バイヤーはガキの頃、ヨコハマに住んでいたので、
その頃流行った音楽とか耳にすると、
ふと、懐かしいヨコハマを想い出す。

「港の灯」HARBOR LIGHTS=ビリー・ヴォーン楽団だった。
これは、毎晩「ラジオ関東」で流していた。
京浜急行提供「ミュージックトレイン」とか云った。
「波路はるかに」「真珠貝の歌」「峠の幌馬車」「星を求めて」・・・。
偶に聞こえてくると、懐かしいものだ。
思えば、時代は「音楽」と共に歩んでいたのだ。

いまは、すっかり変わってしまったのだろうが、
紅葉坂辺りから、野毛の坂を下って、
JAZZ喫茶「ちぐさ」とか、背伸びしてイッパシだった。
狭い店には、大きなスピーカーと、
壁一面に、トシコ・マリアーノ(秋吉敏子)の写真だらけだった。

それから、制服を脱いで、何処かに隠して、
若葉町の「DOWN BEAT」とかもよく行った。
バークレイから帰った、ナベサダもライブに来ていたりした。
それを、10人位で聴いていたのだから、今思えば贅沢だ。
店の別珍の黒いマッチ箱を宝物のように持っていたが、
その頃は、どう考えても、ガキなのだが、
JAZZとタバコと酒は知っていた。

それで、やがて麻雀を覚えたが、じつに弱かった。
――あれー、積もっちゃった。

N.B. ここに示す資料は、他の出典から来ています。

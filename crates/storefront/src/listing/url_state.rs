//! Sort selection persisted in the page's query string.
//!
//! The browsing context is abstracted as a key-value view over query
//! parameters so the listing logic stays testable without a real location.
//! Production code hands in a `url::Url`; tests use a plain map.

use std::collections::HashMap;

use url::Url;

use crate::catalog::types::SortDirection;

/// Query parameter holding the sort attribute code.
pub const PRODUCT_LIST_ORDER: &str = "product_list_order";
/// Query parameter holding the sort direction.
pub const PRODUCT_LIST_DIRECTION: &str = "product_list_direction";

/// Key-value view over a page's query parameters.
pub trait QueryParams {
    /// Current value for `key`, if present.
    fn get(&self, key: &str) -> Option<String>;
    /// Set `key` to `value`, replacing any existing value in place.
    fn set(&mut self, key: &str, value: &str);
    /// Drop `key` entirely.
    fn remove(&mut self, key: &str);
}

impl QueryParams for Url {
    fn get(&self, key: &str) -> Option<String> {
        self.query_pairs()
            .find(|(k, _)| k == key)
            .map(|(_, v)| v.into_owned())
    }

    fn set(&mut self, key: &str, value: &str) {
        let mut pairs: Vec<(String, String)> = self
            .query_pairs()
            .map(|(k, v)| (k.into_owned(), v.into_owned()))
            .collect();

        match pairs.iter_mut().find(|(k, _)| k == key) {
            Some(pair) => pair.1 = value.to_string(),
            None => pairs.push((key.to_string(), value.to_string())),
        }

        write_pairs(self, &pairs);
    }

    fn remove(&mut self, key: &str) {
        let pairs: Vec<(String, String)> = self
            .query_pairs()
            .map(|(k, v)| (k.into_owned(), v.into_owned()))
            .filter(|(k, _)| k != key)
            .collect();

        write_pairs(self, &pairs);
    }
}

fn write_pairs(url: &mut Url, pairs: &[(String, String)]) {
    if pairs.is_empty() {
        url.set_query(None);
        return;
    }

    let mut serializer = url.query_pairs_mut();
    serializer.clear();
    for (key, value) in pairs {
        serializer.append_pair(key, value);
    }
}

impl QueryParams for HashMap<String, String> {
    fn get(&self, key: &str) -> Option<String> {
        Self::get(self, key).cloned()
    }

    fn set(&mut self, key: &str, value: &str) {
        self.insert(key.to_string(), value.to_string());
    }

    fn remove(&mut self, key: &str) {
        Self::remove(self, key);
    }
}

/// Sort selection restored from the query string.
#[derive(Debug, Clone, PartialEq, Eq)]
pub struct SortSelection {
    /// Attribute code, passed through without validation; a stale value
    /// flows into the next search request as-is.
    pub order: Option<String>,
    /// Direction; only the exact wire tokens are accepted.
    pub direction: SortDirection,
}

/// Read the persisted sort selection.
#[must_use]
pub fn read_sort(params: &impl QueryParams) -> SortSelection {
    let order = params.get(PRODUCT_LIST_ORDER);
    let direction = match params.get(PRODUCT_LIST_DIRECTION).as_deref() {
        Some("ASC") => SortDirection::Asc,
        Some("DESC") => SortDirection::Desc,
        _ => SortDirection::Asc,
    };

    SortSelection { order, direction }
}

/// Persist a sort selection into the query string.
pub fn write_sort(params: &mut impl QueryParams, attribute: &str, direction: SortDirection) {
    params.set(PRODUCT_LIST_ORDER, attribute);
    params.set(PRODUCT_LIST_DIRECTION, direction.as_str());
}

スーアンコじゃん。
――ひえー。役満じゃん。
・・・・・・・・・・
――あれー、また積もっちゃった。スーアンコ。
――ひえー。また、役満かよ。
――バカヤロ、そんなに一晩に何回もスーアンコでるかよ。
――このヤロウ。詰め込みやがって。

ラジオで「ジェットストリーム」とか終わる頃になると、
・・・毎回、ワンパターンの会話が繰り返されて、
なんだか、スーアンコがよく出た。

しかし、むしろ、そのワンパターンが、
妙な親近感を醸しだしていたのである。